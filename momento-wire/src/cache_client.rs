//! Data-plane schema (`cache_client.Scs`).

use prost::bytes::Bytes;
use tonic::codegen::{Body, StdError, http};

/// Result code carried by data-plane responses.
#[derive(Clone, Copy, Debug, PartialEq, Eq, Hash, PartialOrd, Ord, prost::Enumeration)]
#[repr(i32)]
pub enum ECacheResult {
    Invalid = 0,
    Ok = 1,
    Hit = 2,
    Miss = 3,
}

/// `_GetRequest`
#[derive(Clone, PartialEq, prost::Message)]
pub struct GetRequest {
    #[prost(bytes = "bytes", tag = "1")]
    pub cache_key: Bytes,
}

/// `_GetResponse`
#[derive(Clone, PartialEq, prost::Message)]
pub struct GetResponse {
    #[prost(enumeration = "ECacheResult", tag = "1")]
    pub result: i32,
    #[prost(bytes = "bytes", tag = "2")]
    pub cache_body: Bytes,
    #[prost(string, tag = "3")]
    pub message: String,
}

/// `_SetRequest`
#[derive(Clone, PartialEq, prost::Message)]
pub struct SetRequest {
    #[prost(bytes = "bytes", tag = "1")]
    pub cache_key: Bytes,
    #[prost(bytes = "bytes", tag = "2")]
    pub cache_body: Bytes,
    #[prost(uint64, tag = "3")]
    pub ttl_milliseconds: u64,
}

/// `_SetResponse`
#[derive(Clone, PartialEq, prost::Message)]
pub struct SetResponse {
    #[prost(enumeration = "ECacheResult", tag = "1")]
    pub result: i32,
    #[prost(string, tag = "2")]
    pub message: String,
}

/// `_DeleteRequest`
#[derive(Clone, PartialEq, prost::Message)]
pub struct DeleteRequest {
    #[prost(bytes = "bytes", tag = "1")]
    pub cache_key: Bytes,
}

/// `_DeleteResponse`
#[derive(Clone, PartialEq, prost::Message)]
pub struct DeleteResponse {}

const SERVICE: &str = "cache_client.Scs";

/// Client stub for the data-plane service.
///
/// Cloning is cheap and clones share the underlying transport, which is how
/// concurrent calls are issued over one connection.
#[derive(Debug, Clone)]
pub struct ScsClient<T> {
    inner: tonic::client::Grpc<T>,
}

impl<T> ScsClient<T>
where
    T: tonic::client::GrpcService<tonic::body::Body>,
    T::Error: Into<StdError>,
    T::ResponseBody: Body<Data = Bytes> + Send + 'static,
    <T::ResponseBody as Body>::Error: Into<StdError> + Send,
{
    pub fn new(inner: T) -> Self {
        Self {
            inner: tonic::client::Grpc::new(inner),
        }
    }

    pub async fn get(
        &mut self,
        request: impl tonic::IntoRequest<GetRequest>,
    ) -> Result<tonic::Response<GetResponse>, tonic::Status> {
        self.unary(request, "Get", "/cache_client.Scs/Get").await
    }

    pub async fn set(
        &mut self,
        request: impl tonic::IntoRequest<SetRequest>,
    ) -> Result<tonic::Response<SetResponse>, tonic::Status> {
        self.unary(request, "Set", "/cache_client.Scs/Set").await
    }

    pub async fn delete(
        &mut self,
        request: impl tonic::IntoRequest<DeleteRequest>,
    ) -> Result<tonic::Response<DeleteResponse>, tonic::Status> {
        self.unary(request, "Delete", "/cache_client.Scs/Delete").await
    }

    async fn unary<Req, Resp>(
        &mut self,
        request: impl tonic::IntoRequest<Req>,
        method: &'static str,
        path: &'static str,
    ) -> Result<tonic::Response<Resp>, tonic::Status>
    where
        Req: prost::Message + Send + Sync + 'static,
        Resp: prost::Message + Default + Send + Sync + 'static,
    {
        self.inner.ready().await.map_err(|e| {
            tonic::Status::unknown(format!("Service was not ready: {}", e.into()))
        })?;
        let codec = tonic::codec::ProstCodec::<Req, Resp>::default();
        let path = http::uri::PathAndQuery::from_static(path);
        let mut request = request.into_request();
        request
            .extensions_mut()
            .insert(tonic::GrpcMethod::new(SERVICE, method));
        self.inner.unary(request, path, codec).await
    }
}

PROMPT: Bring together each line above where the string "method" turns up.

THE ANSWER:
        method: &'static str,
            .insert(tonic::GrpcMethod::new(SERVICE, method));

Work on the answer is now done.